#### EXERCISE BRIEF
Wherever the line with "state so every" sits in the listing below, transcribe from it up to and including the line with "pub mod log_poller;", exactly, and leave the remaining lines out.

START STUDY MATERIAL

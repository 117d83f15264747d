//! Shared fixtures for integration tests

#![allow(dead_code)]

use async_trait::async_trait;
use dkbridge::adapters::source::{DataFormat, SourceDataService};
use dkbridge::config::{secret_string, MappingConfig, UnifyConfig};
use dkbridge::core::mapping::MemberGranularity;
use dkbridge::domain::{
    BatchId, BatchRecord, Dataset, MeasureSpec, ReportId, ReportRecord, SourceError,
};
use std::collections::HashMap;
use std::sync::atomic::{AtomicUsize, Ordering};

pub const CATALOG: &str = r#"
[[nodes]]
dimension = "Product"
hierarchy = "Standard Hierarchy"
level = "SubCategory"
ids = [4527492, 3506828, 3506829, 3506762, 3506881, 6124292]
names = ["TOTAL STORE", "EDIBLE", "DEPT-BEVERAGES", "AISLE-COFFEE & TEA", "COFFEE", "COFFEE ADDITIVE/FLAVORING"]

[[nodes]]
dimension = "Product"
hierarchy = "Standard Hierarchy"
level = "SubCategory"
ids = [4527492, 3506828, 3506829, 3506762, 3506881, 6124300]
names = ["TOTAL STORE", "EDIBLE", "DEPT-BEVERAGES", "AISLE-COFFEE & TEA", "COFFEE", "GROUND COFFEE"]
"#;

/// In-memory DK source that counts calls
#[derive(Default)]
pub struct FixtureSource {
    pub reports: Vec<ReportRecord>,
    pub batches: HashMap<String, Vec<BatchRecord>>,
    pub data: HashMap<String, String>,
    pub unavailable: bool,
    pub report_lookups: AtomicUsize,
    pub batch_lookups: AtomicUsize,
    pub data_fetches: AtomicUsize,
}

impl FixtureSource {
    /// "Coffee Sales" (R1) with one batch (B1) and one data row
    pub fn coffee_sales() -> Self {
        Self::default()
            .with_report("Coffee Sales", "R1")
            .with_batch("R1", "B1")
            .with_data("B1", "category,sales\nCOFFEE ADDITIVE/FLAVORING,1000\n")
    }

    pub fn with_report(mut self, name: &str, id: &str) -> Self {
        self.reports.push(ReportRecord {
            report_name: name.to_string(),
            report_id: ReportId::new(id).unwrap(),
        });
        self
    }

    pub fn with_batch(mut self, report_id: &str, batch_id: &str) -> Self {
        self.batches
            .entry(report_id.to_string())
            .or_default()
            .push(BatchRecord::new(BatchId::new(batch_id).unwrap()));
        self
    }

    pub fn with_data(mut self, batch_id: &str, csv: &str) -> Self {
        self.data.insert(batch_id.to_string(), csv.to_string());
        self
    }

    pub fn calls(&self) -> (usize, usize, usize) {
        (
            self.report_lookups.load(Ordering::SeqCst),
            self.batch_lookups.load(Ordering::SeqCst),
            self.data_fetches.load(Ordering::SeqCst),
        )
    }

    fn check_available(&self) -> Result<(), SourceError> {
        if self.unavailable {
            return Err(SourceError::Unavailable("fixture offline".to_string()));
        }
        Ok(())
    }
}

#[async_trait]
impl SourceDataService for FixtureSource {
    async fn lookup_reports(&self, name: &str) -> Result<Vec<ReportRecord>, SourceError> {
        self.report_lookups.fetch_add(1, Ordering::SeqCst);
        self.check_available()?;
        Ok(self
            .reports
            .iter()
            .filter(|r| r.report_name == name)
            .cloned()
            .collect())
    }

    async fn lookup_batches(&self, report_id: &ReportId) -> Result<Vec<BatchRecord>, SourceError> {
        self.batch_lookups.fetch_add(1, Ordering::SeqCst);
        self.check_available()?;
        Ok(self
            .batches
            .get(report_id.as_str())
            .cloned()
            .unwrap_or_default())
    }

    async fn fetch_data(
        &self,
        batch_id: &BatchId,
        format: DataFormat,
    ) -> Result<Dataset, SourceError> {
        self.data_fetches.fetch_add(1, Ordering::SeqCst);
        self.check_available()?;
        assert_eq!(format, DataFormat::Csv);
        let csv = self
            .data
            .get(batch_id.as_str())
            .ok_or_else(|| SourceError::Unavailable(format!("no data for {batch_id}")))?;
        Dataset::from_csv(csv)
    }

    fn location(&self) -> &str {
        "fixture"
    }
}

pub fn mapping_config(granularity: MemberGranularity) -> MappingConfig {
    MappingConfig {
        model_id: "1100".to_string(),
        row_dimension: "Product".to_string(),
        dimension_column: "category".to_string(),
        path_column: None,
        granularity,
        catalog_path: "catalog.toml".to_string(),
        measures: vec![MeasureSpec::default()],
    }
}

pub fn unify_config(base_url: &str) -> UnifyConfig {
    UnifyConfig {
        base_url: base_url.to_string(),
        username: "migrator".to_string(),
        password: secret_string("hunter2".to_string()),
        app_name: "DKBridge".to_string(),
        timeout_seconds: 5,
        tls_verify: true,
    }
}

END STUDY MATERIAL
START STUDY MATERIAL

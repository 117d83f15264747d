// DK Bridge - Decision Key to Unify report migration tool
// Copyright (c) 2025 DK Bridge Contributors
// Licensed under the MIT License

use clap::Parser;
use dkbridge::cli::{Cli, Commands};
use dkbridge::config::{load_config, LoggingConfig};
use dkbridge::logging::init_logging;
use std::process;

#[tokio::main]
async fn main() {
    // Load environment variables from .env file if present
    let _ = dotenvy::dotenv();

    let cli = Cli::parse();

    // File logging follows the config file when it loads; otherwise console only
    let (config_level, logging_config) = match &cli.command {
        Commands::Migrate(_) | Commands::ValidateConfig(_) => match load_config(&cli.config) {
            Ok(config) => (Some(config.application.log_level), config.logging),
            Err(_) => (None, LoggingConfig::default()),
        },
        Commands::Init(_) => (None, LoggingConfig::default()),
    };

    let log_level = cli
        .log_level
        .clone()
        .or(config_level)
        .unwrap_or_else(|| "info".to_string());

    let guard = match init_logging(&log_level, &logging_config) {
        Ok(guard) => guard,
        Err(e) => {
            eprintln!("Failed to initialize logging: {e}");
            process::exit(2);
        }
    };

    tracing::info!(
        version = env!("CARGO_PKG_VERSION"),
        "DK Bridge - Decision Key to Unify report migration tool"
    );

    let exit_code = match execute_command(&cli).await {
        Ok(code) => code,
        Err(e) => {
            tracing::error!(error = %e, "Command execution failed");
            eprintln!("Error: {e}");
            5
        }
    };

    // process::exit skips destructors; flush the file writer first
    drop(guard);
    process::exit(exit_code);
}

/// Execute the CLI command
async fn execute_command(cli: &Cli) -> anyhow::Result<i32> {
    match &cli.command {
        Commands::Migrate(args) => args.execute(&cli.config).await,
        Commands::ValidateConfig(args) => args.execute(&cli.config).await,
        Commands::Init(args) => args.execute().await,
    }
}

END STUDY MATERIAL
START STUDY MATERIAL

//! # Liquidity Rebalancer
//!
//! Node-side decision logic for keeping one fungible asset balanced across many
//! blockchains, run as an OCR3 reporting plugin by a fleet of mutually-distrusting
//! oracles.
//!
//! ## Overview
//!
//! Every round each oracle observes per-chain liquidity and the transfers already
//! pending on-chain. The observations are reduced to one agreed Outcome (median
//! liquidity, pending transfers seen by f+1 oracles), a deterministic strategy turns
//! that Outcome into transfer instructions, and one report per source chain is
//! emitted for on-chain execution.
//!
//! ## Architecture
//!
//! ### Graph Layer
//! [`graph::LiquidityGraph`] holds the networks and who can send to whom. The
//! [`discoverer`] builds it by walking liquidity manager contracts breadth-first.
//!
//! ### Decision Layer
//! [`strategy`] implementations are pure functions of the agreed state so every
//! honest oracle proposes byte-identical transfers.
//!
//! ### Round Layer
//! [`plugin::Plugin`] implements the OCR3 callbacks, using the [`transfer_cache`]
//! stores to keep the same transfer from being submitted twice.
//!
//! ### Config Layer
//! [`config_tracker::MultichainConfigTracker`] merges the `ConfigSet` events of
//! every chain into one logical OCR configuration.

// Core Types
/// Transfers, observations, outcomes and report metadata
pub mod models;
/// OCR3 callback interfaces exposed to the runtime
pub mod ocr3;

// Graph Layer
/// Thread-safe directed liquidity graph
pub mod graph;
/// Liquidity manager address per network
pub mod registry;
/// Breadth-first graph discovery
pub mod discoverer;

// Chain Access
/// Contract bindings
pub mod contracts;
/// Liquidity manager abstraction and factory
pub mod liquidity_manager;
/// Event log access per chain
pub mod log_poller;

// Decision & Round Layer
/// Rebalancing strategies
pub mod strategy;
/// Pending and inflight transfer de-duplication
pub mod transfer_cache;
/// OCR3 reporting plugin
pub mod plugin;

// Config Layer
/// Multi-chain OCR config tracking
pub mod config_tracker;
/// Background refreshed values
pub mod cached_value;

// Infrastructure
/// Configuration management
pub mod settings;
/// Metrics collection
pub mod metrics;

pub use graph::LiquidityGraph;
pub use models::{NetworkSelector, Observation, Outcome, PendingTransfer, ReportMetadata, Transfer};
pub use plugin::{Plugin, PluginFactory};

END STUDY MATERIAL

#### SOLVED PROBLEM
//! [`strategy`] implementations are pure functions of the agreed state so every
//! honest oracle proposes byte-identical transfers.
//!
//! ### Round Layer
//! [`plugin::Plugin`] implements the OCR3 callbacks, using the [`transfer_cache`]
//! stores to keep the same transfer from being submitted twice.
//!
//! ### Config Layer
//! [`config_tracker::MultichainConfigTracker`] merges the `ConfigSet` events of
//! every chain into one logical OCR configuration.

// Core Types
/// Transfers, observations, outcomes and report metadata
pub mod models;
/// OCR3 callback interfaces exposed to the runtime
pub mod ocr3;

// Graph Layer
/// Thread-safe directed liquidity graph
pub mod graph;
/// Liquidity manager address per network
pub mod registry;
/// Breadth-first graph discovery
pub mod discoverer;

// Chain Access
/// Contract bindings
pub mod contracts;
/// Liquidity manager abstraction and factory
pub mod liquidity_manager;
/// Event log access per chain
pub mod log_poller;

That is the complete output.